Born in Thieytou, Diourbel Region, Senegal, Diop belonged to an aristocratic Muslim Wolof family in Senegal where he was educated in a traditional Islamic school. Diop's family was part of the Mouride brotherhood, the only independent Muslim fraternity in Africa according to Diop.[14] He obtained the colonial equivalent of the metropolitan French baccalauréat in Senegal before moving to Paris to study for a degree.[15]
Studies in Paris
In 1946, at the age of 23, Diop went to Paris to study. He initially enrolled to study higher mathematics, but then enrolled to study philosophy in the Faculty of Arts of the University of Paris. He gained his first degree (licence) in philosophy in 1948, then enrolled in the Faculty of Sciences, receiving two diplomas in chemistry in 1950.
In 1948 Diop edited with Madeleine Rousseau, a professor of art history, a special edition of the journal Musée vivant, published by the Association populaire des amis des musées (APAM). APAM had been set up in 1936 by people on the political left wing to bring culture to wider audiences. The special edition of the journal was on the occasion of the centenary of the abolition of slavery in the French colonies and aimed to present an overview of issues in contemporary African culture and society. Diop contributed an article to the journal: "Quand pourra-t-on parler d'une renaissance africaine" (When we will be able to speak of an African Renaissance?). He examined various fields of artistic creation, with a discussion of African languages, which, he said, would be the sources of regeneration in African culture. He proposed that African culture should be rebuilt on the basis of ancient Egypt, in the same way that European culture was built upon the legacies of ancient Greece and Rome.[16]
In 1949, Diop registered a proposed title for a Doctor of Letters thesis, "The Cultural Future of African thought," under the direction of Professor Gaston Bachelard. In 1951 he registered a second thesis title "Who were the pre-dynastic Egyptians" under Professor Marcel Griaule.
In 1953, he first met Frédéric Joliot-Curie, Marie Curie's son-in-law, and in 1957 Diop began specializing in nuclear physics at the Laboratory of Nuclear Chemistry of the College de France which Frederic Joliot-Curie ran until his death in 1958, and the Institut Pierre et Marie Curie in Paris. He ultimately translated parts of Einstein's Theory of Relativity into his native Wolof.[17]

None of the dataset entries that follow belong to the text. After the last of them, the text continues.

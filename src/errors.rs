use thiserror::Error;

#[derive(Error, Debug)]
pub enum AppError {
    #[error("IO error: {0}")]
    IO(String),
    #[error("parse error: {0}")]
    Parse(String),
    #[error("configuration error: {0}")]
    Config(String),
    #[error("{0} is not a recognized broadcasting meter band [120, 90, 75, 60, 49, 41, 31, 25, 22, 19, 16, 15, 13, 11]")]
    UnknownBand(u32),
    #[error("date parsing error: {0}")]
    DateRange(String),
    #[error("fetch error: {0}")]
    Fetch(String),
    #[error("schedule unavailable: {0}")]
    Unavailable(String),
}

impl From<std::io::Error> for AppError {
    fn from(e: std::io::Error) -> Self { AppError::IO(format!("{}", e)) }
}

According to Diop's own account, his education in Paris included History, Egyptology, Physics, Linguistics, Anthropology, Economics, and Sociology.[18][19] In Paris, Diop studied under André Aymard, professor of History and later Dean of the Faculty of Letters at the University of Paris and he said that he had "gained an understanding of the Greco-Latin world as a student of Gaston Bachelard, Frédéric Joliot-Curie, André Leroi-Gourhan, and others".[20]
In his 1954 thesis, Diop argued that ancient Egypt had been populated by Black people. He specified that he used the terms "negro", "black", "white" and "race" as "immediate givens" in the Bergsonian sense, and went on to suggest operational definitions of these terms.[21] He said that the Egyptian language and culture had later been spread to West Africa. When he published many of his ideas as the book Nations nègres et culture (Negro Nations and Culture), it made him one of the most controversial historians of his time.[22][23]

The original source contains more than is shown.